**TASK DIRECTIONS**
When the line with "filename crates/sprig-core/src/error.rs" appears below, start repeating lines exactly, and keep going through the line with "to one pixel."; add nothing outside that span.

**AVAILABLE RECORDS**
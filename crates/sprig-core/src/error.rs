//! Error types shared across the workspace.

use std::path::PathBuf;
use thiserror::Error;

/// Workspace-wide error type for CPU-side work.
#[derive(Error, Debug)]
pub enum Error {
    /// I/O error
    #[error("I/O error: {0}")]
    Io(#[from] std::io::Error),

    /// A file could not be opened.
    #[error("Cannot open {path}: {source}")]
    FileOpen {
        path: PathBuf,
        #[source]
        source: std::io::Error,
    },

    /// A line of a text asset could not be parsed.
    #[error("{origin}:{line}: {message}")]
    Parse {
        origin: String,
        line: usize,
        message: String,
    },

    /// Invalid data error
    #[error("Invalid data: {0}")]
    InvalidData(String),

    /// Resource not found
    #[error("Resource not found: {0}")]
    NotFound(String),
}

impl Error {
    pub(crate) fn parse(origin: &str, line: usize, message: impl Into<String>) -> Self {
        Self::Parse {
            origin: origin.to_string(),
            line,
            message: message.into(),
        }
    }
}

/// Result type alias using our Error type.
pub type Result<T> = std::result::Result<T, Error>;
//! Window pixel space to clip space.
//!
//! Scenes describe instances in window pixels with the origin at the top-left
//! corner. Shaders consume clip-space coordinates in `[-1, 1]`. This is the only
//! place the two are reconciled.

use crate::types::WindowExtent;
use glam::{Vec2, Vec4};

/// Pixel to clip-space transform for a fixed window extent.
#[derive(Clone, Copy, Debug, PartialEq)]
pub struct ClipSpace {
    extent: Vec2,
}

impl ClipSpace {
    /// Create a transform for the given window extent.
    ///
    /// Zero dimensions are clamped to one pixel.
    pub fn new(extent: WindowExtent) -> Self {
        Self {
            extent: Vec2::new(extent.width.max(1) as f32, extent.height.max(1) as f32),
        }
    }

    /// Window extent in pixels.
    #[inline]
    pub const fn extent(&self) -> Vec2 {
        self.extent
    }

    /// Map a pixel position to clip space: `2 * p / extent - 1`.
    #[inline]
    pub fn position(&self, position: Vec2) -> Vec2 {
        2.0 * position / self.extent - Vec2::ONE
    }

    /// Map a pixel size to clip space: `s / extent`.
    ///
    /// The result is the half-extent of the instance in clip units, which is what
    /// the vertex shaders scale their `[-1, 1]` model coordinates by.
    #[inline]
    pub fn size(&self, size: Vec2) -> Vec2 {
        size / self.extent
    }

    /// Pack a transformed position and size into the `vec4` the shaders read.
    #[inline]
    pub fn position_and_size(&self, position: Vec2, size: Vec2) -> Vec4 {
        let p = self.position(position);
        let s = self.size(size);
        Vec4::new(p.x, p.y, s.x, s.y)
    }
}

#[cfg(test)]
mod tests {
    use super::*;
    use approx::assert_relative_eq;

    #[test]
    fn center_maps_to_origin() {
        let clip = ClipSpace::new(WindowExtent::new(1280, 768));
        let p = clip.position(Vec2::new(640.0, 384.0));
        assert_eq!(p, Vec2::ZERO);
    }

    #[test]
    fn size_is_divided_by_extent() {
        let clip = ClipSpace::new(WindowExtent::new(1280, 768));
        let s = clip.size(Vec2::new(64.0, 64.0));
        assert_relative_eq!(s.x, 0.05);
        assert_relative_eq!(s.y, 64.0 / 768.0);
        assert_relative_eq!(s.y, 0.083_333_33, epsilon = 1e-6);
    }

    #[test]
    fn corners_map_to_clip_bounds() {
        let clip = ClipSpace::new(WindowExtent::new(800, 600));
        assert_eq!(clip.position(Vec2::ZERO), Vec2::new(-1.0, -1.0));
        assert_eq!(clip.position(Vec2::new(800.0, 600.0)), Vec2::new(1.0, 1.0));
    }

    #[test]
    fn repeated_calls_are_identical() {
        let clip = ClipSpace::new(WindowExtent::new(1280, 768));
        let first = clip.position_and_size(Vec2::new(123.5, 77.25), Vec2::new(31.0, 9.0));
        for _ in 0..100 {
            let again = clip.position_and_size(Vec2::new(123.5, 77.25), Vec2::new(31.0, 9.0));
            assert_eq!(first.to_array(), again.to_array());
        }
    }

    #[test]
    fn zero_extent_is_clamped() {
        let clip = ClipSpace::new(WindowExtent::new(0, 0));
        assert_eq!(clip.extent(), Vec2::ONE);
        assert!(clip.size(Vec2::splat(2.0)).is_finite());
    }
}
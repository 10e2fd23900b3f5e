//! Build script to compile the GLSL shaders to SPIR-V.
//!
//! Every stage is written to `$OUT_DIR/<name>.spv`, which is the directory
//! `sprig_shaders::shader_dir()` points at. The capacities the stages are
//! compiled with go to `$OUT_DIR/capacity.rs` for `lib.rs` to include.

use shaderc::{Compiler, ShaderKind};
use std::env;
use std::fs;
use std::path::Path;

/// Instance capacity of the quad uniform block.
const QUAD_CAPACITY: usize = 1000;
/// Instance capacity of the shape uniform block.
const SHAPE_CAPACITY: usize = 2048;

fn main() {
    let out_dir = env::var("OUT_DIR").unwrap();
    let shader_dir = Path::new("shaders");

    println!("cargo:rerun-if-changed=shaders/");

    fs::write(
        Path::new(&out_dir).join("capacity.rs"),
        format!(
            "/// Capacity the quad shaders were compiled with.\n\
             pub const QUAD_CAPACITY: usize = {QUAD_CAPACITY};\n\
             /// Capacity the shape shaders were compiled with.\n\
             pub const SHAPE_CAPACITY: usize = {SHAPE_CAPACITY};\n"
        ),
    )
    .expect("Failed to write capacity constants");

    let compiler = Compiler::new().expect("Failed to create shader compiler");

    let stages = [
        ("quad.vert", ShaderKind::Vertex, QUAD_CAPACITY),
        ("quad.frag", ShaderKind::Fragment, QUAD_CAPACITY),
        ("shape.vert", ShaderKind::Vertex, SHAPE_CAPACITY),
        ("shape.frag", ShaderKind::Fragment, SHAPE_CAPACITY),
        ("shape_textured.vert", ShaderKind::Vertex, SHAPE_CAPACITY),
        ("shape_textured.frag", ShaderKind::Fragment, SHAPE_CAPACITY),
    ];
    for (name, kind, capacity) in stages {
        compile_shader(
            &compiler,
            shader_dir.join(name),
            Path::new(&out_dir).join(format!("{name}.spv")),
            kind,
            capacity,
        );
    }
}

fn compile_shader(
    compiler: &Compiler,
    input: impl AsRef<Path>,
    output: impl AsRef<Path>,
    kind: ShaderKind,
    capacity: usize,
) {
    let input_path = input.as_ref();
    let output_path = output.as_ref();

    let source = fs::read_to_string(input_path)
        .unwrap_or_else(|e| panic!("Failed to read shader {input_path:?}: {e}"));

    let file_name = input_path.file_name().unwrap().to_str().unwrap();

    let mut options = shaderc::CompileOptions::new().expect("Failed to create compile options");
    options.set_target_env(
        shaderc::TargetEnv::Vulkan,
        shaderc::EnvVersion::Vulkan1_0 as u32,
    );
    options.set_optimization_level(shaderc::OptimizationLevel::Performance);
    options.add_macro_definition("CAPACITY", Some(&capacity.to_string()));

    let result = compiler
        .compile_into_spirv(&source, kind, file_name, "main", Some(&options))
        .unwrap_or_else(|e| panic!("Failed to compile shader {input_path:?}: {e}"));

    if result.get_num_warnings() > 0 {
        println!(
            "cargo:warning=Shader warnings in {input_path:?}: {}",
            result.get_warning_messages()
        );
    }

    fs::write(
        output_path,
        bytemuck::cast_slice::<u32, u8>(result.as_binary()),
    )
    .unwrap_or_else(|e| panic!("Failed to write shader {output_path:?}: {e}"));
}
==
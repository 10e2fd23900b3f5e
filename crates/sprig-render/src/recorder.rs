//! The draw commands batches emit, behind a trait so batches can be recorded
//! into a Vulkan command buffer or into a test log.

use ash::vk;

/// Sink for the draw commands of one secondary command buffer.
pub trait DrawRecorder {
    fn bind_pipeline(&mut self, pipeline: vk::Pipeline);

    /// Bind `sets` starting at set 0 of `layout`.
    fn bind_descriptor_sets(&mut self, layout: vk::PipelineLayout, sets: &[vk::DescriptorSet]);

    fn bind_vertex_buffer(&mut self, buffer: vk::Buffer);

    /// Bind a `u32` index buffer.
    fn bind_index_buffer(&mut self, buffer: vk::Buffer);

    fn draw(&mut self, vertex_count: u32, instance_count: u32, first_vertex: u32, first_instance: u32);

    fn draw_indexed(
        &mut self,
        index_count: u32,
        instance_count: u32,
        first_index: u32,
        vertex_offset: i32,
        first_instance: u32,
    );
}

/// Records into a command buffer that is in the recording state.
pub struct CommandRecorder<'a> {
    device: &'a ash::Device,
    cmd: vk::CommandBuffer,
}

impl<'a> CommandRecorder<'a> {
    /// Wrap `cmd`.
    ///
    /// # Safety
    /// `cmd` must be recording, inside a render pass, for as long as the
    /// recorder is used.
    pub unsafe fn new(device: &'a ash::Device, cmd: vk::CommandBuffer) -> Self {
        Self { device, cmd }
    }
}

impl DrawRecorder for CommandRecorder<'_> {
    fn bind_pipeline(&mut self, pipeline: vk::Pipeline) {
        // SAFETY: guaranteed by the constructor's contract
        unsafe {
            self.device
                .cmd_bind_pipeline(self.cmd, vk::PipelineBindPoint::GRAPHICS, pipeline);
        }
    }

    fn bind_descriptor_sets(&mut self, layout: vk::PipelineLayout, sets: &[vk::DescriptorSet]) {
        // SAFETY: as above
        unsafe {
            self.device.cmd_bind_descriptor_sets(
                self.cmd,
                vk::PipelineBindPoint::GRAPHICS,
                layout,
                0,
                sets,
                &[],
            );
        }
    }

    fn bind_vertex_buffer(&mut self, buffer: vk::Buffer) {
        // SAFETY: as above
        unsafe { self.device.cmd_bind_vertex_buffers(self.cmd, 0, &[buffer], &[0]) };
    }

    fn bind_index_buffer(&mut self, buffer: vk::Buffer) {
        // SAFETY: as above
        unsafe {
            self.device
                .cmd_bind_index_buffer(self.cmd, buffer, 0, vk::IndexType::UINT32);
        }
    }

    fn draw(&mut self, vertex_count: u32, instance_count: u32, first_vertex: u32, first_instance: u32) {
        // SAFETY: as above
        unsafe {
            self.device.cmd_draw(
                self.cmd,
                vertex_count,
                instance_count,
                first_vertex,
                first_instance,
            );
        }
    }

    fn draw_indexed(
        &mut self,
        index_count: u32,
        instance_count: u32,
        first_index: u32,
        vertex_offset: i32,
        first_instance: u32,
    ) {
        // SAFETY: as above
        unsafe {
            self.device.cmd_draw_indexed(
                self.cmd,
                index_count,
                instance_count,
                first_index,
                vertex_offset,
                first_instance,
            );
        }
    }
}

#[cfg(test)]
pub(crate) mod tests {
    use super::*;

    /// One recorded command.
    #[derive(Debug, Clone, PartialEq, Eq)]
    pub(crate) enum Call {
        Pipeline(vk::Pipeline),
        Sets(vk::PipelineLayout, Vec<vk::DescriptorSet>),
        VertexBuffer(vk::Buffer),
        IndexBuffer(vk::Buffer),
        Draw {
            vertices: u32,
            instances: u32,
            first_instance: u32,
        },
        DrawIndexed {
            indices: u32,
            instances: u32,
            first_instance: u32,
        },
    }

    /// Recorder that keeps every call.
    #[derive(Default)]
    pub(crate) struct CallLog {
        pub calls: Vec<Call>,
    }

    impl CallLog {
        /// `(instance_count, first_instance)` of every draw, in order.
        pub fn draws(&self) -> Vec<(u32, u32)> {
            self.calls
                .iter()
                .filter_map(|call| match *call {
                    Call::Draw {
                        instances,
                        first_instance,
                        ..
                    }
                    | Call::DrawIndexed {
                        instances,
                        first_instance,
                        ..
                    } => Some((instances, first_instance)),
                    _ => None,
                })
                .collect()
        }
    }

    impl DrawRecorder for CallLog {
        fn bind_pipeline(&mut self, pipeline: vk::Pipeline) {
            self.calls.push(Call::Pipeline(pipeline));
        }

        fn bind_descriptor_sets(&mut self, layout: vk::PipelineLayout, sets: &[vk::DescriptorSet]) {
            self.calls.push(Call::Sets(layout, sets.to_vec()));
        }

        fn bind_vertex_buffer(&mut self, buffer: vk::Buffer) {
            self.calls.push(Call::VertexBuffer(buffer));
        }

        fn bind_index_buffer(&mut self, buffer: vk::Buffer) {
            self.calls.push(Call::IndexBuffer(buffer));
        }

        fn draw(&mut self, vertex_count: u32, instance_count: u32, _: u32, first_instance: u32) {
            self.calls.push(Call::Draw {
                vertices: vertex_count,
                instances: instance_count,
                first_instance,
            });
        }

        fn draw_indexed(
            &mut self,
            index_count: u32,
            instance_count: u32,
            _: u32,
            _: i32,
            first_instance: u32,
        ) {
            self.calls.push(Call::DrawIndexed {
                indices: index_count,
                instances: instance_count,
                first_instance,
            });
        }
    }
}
--
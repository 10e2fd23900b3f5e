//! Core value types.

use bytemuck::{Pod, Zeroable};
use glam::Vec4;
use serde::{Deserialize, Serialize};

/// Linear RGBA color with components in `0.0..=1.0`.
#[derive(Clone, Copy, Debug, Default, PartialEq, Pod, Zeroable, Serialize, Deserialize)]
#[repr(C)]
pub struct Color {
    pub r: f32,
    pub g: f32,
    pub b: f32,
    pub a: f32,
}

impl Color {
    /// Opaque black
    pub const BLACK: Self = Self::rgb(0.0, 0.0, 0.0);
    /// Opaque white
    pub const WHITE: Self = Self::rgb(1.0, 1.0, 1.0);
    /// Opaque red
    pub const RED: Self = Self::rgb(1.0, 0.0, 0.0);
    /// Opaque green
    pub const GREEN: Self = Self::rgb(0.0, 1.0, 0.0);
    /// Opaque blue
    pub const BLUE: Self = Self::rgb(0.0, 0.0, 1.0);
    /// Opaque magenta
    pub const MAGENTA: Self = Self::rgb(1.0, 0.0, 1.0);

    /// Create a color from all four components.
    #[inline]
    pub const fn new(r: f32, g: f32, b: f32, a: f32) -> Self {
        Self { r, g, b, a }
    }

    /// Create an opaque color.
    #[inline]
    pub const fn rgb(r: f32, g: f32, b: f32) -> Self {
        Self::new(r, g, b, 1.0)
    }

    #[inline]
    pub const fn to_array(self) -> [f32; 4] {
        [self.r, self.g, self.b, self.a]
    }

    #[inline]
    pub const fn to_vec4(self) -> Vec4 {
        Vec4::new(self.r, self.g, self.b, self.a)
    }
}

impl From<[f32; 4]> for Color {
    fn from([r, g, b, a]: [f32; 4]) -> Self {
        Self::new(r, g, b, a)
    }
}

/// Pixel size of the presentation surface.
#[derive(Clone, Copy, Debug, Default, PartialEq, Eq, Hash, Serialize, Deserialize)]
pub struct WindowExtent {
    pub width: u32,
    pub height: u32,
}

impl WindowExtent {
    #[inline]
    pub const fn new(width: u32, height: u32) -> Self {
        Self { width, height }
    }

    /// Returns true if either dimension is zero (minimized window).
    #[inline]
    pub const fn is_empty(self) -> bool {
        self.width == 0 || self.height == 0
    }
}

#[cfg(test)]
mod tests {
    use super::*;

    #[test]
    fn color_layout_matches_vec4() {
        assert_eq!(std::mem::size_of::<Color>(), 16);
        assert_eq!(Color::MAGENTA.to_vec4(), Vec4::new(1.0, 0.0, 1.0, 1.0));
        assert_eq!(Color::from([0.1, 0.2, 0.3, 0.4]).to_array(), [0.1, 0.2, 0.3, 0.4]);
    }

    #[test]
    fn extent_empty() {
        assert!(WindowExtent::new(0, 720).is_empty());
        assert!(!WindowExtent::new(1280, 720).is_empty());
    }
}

**OUTPUT OF THE EXERCISE**
filename crates/sprig-core/src/error.rs
//! Error types shared across the workspace.

use std::path::PathBuf;
use thiserror::Error;

/// Workspace-wide error type for CPU-side work.
#[derive(Error, Debug)]
pub enum Error {
    /// I/O error
    #[error("I/O error: {0}")]
    Io(#[from] std::io::Error),

    /// A file could not be opened.
    #[error("Cannot open {path}: {source}")]
    FileOpen {
        path: PathBuf,
        #[source]
        source: std::io::Error,
    },

    /// A line of a text asset could not be parsed.
    #[error("{origin}:{line}: {message}")]
    Parse {
        origin: String,
        line: usize,
        message: String,
    },

    /// Invalid data error
    #[error("Invalid data: {0}")]
    InvalidData(String),

    /// Resource not found
    #[error("Resource not found: {0}")]
    NotFound(String),
}

impl Error {
    pub(crate) fn parse(origin: &str, line: usize, message: impl Into<String>) -> Self {
        Self::Parse {
            origin: origin.to_string(),
            line,
            message: message.into(),
        }
    }
}

/// Result type alias using our Error type.
pub type Result<T> = std::result::Result<T, Error>;
//! Window pixel space to clip space.
//!
//! Scenes describe instances in window pixels with the origin at the top-left
//! corner. Shaders consume clip-space coordinates in `[-1, 1]`. This is the only
//! place the two are reconciled.

use crate::types::WindowExtent;
use glam::{Vec2, Vec4};

/// Pixel to clip-space transform for a fixed window extent.
#[derive(Clone, Copy, Debug, PartialEq)]
pub struct ClipSpace {
    extent: Vec2,
}

impl ClipSpace {
    /// Create a transform for the given window extent.
    ///
    /// Zero dimensions are clamped to one pixel.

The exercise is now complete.